1-2 Des gouvernances à des échelles différentes du territoire
En plus d’une volonté de consensus politique, les projets urbains grenoblois sont portés par une gouvernance territoriale à multiple échelle. Dès les années 2000 l’adjoint au maire à l’urbanisme et à l’environnement citait l’échelle de la Région urbaine comme l’échelle la plus pertinente pour « mettre les cohérences territoriales à l’œuvre ». En effet,Grenoble est confrontée à de multiples contraintes en particulier géographiques (foncier rare, fond de vallée enserré entre des massifs montagneux, fortes amplitudes thermiques, trafic automobile dense, taux de pollution élevé, qualité du sol médiocre, risques naturels importants - séismes, inondations) qui ont toujours conduit les élus grenoblois à mener une politique de développement urbain dépassant largement le cadre de la Ville. Ainsi région, département, agglomération participent largement aux projets municipaux et à leur financement. S’articule donc la Region Urbaine Grenobloise (RUG), La Métro (la communauté d’agglomération) et la municipalité de Grenoble, dans le but de concevoir, financer et réaliser les projets.

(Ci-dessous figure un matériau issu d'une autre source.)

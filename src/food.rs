use rand::Rng;

use crate::grid::{Cell, GRID_SIZE};
use crate::snake::Snake;

/// Spawns food in a uniformly random free cell.
///
/// Rejection sampling: draw a cell anywhere on the field and redraw while
/// it collides with the snake. Callers must guarantee at least one free
/// cell exists; the engine ends the session before the board fills.
#[must_use]
pub fn spawn<R: Rng + ?Sized>(rng: &mut R, snake: &Snake) -> Cell {
    debug_assert!(snake.len() < crate::grid::CELL_COUNT);

    loop {
        let candidate = Cell {
            x: rng.gen_range(0..GRID_SIZE),
            y: rng.gen_range(0..GRID_SIZE),
        };

        if !snake.occupies(candidate) {
            return candidate;
        }
    }
}

#[cfg(test)]
mod tests {
    use rand::SeedableRng;
    use rand::rngs::StdRng;

    use crate::grid::{self, Cell};
    use crate::snake::Snake;

    use super::spawn;

    #[test]
    fn food_never_lands_on_the_snake() {
        let mut rng = StdRng::seed_from_u64(7);
        let snake = Snake::from_segments(vec![
            Cell { x: 0, y: 0 },
            Cell { x: 1, y: 0 },
            Cell { x: 2, y: 0 },
            Cell { x: 2, y: 1 },
        ]);

        for _ in 0..200 {
            let food = spawn(&mut rng, &snake);
            assert!(!snake.occupies(food));
            assert!(grid::in_bounds(food));
        }
    }

    #[test]
    fn spawn_finds_the_single_free_cell_on_a_tiny_strip() {
        let mut rng = StdRng::seed_from_u64(11);

        // Occupy all but one cell of the first row; the sampler must
        // still terminate and land on the gap eventually.
        let mut segments = Vec::new();
        for x in 0..crate::grid::GRID_SIZE {
            if x != 12 {
                segments.push(Cell { x, y: 0 });
            }
        }
        let snake = Snake::from_segments(segments);

        let food = spawn(&mut rng, &snake);
        assert!(!snake.occupies(food));
    }
}
use std::io;

use thiserror::Error;

use crate::config::{MIN_TERMINAL_COLS, MIN_TERMINAL_ROWS};

/// Failures at the terminal boundary.
///
/// Game-domain events (collisions, game over) are state transitions in
/// the engine, never errors.
#[derive(Debug, Error)]
pub enum AppError {
    #[error("terminal error: {0}")]
    Io(#[from] io::Error),

    #[error(
        "terminal is {cols}x{rows}, but the board needs at least \
         {MIN_TERMINAL_COLS}x{MIN_TERMINAL_ROWS}"
    )]
    TerminalTooSmall { cols: u16, rows: u16 },
}

#[cfg(test)]
mod tests {
    use super::AppError;

    #[test]
    fn too_small_error_names_both_sizes() {
        let error = AppError::TerminalTooSmall { cols: 10, rows: 8 };
        let message = error.to_string();

        assert!(message.contains("10x8"));
        assert!(message.contains("22x24"));
    }
}
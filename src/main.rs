use std::process::ExitCode;
use std::thread;
use std::time::{Duration, Instant};

use clap::Parser;

use gilded_snake::config::THEME_GILDED;
use gilded_snake::error::AppError;
use gilded_snake::game::{GameState, GameStatus, TickOutcome};
use gilded_snake::input::{self, GameInput};
use gilded_snake::renderer::{self, FrameInfo};
use gilded_snake::terminal_runtime::{TerminalSession, install_panic_hook};

/// Frame pacing for input polling and redraws, independent of the game
/// tick interval.
const FRAME_SLEEP: Duration = Duration::from_millis(16);

#[derive(Debug, Parser)]
#[command(version, about = "Gold-and-red terminal Snake on a fixed 20x20 board")]
struct Cli {
    /// Seed food placement for a reproducible session.
    #[arg(long)]
    seed: Option<u64>,
}

fn main() -> ExitCode {
    let cli = Cli::parse();
    install_panic_hook();

    if let Err(error) = run(cli) {
        eprintln!("{error}");
        return ExitCode::FAILURE;
    }

    ExitCode::SUCCESS
}

fn run(cli: Cli) -> Result<(), AppError> {
    let mut session = TerminalSession::enter()?;
    let mut state = match cli.seed {
        Some(seed) => GameState::new_with_seed(seed),
        None => GameState::new(),
    };

    let started = Instant::now();
    // The engine does not own a timer: the armed interval lives here and
    // is refreshed only when a tick outcome reports a change.
    let mut armed_interval = Duration::from_millis(state.interval_ms);
    let mut last_tick = Instant::now();

    loop {
        let info = FrameInfo {
            theme: &THEME_GILDED,
            elapsed: started.elapsed(),
        };
        session
            .terminal_mut()
            .draw(|frame| renderer::render(frame, &state, info))?;

        if let Some(game_input) = input::poll_input()? {
            if game_input == GameInput::Quit {
                break;
            }

            state.apply_input(game_input);

            if game_input == GameInput::Restart {
                armed_interval = Duration::from_millis(state.interval_ms);
                last_tick = Instant::now();
            }
        }

        if state.status == GameStatus::Running && last_tick.elapsed() >= armed_interval {
            if let TickOutcome::Ate {
                interval_changed: true,
            } = state.tick()
            {
                armed_interval = Duration::from_millis(state.interval_ms);
            }

            last_tick = Instant::now();
        }

        thread::sleep(FRAME_SLEEP);
    }

    Ok(())
}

1-3 L’élaboration des documents d’urbanisme, support de réflexions et de débats autour du développement durable L’élaboration de plan d’urbanisme à différentes échelles de territoire ainsi que les débats qui les accompagnent permettent aux élus d’organiser une mobilisation citoyenne. Les instances de représentation des différentes échelles territoriales et particulièrement celle de La Metro ainsi que la Mairie présente une activité intense dans ce domaine. A travers ces documents elles arbitrent et définissent leur exigences afin d’obtenir une cohérence territoriale:
• A l’échelle de l’agglomération avec le Plan de Déplacement Urbain (PDU), le Plan Local d’Habitat (PLH) et le Plan de Climat Local (PCL) • A l’échelle communale avec principalement le PLU, le Schéma énergétique local, le Plan local d’action en santé environnementale et le guide de la qualité environnementale, architecturale et urbaine. Mais aussi: • Le Schéma Directeur, d’Aménagement et d’Urbanisme (SDAU), qui cherche à structurer les territoires autour du cadre de vie des habitants en précisant les politiques publiques d’habitat et de transport. •Le Projet d’Aménagement et de Développement Durable (PADD), outil d’expression des grandes orientations en matière d’habitat, d’emploi d’équipements et de déplacement, avant que la loi d’urbanisme et d’habitat ne permettre d’introduire des prescriptions environnementale dans le PLU qui en devient alors la traduction réglementaire. • Le Schéma de Cohérence Territoriale (SCOT) qui a pour mission la mise en cohérence de la politique de développement durable, à une échelle de grand bassin de vie, dans la perspective d’un équilibre des territoires. • Le Guide « ABC de la qualité environnementale, architecturale et urbaine ». Cet outil, spécifiquement adapté au contexte grenoblois, se veut plus méthodologique et pédagogique que réglementaire. Conçu comme un outil local d’aide au projet d’une ville durable, il cherche à combler le vide législatif concernant en particulier le logement collectif en secteur diffus. Il est intéressant de noter que, par chance, les partenaires de la construction ont adhéré à ces plans et donc au nouveau mode de gestion des projets urbains. Dans un premier bilan effectué sur 145 permis de construire délivrés entre 2006 et 2007 sur des opérations de plus de 10 logements : •40% de logements locatifs sociaux sur les 2 400 logements familiaux autorisés furent construits (imposés par la mairie entre 20% et 30% selon les secteurs) • augmentation de 50%, au regard des années précédentes, des autorisations de construire des logements. •généralisation de l’isolation extérieure des constructions (soit 86% d’entre elles) •végétalisation des toitures (soit 74% représentant 5,2 ha) • installation de capteurs solaires (soit 57% soit 8 000 m2 de capteurs).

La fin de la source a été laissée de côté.